WORK ORDER. In the lines below, the string "high" may appear; say how many lines hold it and give nothing more.

SOURCE RECORDS.
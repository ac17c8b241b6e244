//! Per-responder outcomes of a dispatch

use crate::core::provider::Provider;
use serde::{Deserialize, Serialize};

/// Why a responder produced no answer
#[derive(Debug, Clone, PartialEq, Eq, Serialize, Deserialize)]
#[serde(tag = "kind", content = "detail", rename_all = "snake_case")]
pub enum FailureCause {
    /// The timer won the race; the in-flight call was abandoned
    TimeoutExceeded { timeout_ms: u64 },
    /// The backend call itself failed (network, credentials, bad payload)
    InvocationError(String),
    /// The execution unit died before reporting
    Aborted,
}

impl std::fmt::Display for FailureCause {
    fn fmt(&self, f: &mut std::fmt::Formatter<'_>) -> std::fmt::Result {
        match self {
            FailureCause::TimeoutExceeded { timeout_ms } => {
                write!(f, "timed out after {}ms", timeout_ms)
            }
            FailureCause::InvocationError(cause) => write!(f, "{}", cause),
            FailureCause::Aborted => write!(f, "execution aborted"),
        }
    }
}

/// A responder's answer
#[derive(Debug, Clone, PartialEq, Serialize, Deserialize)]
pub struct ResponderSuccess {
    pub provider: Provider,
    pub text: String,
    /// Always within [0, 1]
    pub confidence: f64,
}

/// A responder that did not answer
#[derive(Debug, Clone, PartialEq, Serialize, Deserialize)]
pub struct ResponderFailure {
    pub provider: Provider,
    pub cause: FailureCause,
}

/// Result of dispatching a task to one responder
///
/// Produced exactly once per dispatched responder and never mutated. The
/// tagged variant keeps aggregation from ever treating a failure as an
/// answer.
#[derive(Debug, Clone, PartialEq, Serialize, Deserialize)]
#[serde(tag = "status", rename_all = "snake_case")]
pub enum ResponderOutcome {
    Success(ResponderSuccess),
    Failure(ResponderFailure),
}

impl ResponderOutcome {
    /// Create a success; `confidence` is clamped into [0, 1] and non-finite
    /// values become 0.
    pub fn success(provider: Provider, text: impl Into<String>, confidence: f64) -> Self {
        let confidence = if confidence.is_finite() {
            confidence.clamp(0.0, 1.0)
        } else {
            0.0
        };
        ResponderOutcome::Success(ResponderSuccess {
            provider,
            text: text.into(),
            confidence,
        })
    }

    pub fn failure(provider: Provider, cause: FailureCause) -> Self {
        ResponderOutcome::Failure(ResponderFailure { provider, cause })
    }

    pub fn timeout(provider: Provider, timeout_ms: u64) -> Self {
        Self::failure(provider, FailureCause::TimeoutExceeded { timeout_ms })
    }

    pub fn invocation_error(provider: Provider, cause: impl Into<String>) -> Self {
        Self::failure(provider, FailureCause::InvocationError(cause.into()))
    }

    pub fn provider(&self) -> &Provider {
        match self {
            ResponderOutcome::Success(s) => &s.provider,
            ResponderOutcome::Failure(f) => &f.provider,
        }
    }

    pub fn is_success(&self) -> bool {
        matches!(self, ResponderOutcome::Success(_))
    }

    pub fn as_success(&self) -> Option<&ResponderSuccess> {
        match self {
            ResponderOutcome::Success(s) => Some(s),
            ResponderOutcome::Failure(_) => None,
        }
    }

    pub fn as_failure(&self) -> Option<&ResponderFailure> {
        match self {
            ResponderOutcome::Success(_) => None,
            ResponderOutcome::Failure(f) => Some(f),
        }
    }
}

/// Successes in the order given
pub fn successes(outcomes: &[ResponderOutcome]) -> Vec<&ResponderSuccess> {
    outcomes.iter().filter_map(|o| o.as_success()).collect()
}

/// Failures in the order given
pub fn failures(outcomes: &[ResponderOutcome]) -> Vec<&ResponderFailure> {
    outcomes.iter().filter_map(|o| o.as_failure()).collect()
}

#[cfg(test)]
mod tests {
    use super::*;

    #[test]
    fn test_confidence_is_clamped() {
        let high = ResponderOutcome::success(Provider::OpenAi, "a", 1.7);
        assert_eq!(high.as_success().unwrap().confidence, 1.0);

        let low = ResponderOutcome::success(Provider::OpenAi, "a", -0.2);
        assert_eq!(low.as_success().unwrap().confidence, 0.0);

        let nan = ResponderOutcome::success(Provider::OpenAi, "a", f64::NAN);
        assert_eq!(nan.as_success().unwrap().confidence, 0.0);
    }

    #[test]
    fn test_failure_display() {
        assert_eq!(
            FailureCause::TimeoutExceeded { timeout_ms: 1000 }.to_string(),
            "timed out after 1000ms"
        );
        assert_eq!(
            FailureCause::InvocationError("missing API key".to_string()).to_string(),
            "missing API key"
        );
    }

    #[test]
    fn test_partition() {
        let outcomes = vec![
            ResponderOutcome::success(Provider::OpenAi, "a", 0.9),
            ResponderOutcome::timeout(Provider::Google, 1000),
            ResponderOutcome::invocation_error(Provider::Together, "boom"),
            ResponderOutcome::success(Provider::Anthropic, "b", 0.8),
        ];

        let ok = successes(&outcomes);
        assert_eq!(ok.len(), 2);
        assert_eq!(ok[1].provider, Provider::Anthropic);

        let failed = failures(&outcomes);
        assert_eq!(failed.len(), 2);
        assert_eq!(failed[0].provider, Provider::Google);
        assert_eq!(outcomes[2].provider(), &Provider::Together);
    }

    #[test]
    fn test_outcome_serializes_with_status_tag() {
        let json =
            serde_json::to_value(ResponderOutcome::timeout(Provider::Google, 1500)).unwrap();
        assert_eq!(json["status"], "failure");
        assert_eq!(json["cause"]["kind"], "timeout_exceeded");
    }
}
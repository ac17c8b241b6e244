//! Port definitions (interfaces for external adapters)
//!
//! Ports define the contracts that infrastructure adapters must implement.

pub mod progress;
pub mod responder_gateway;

WRITTEN SOLUTION. 2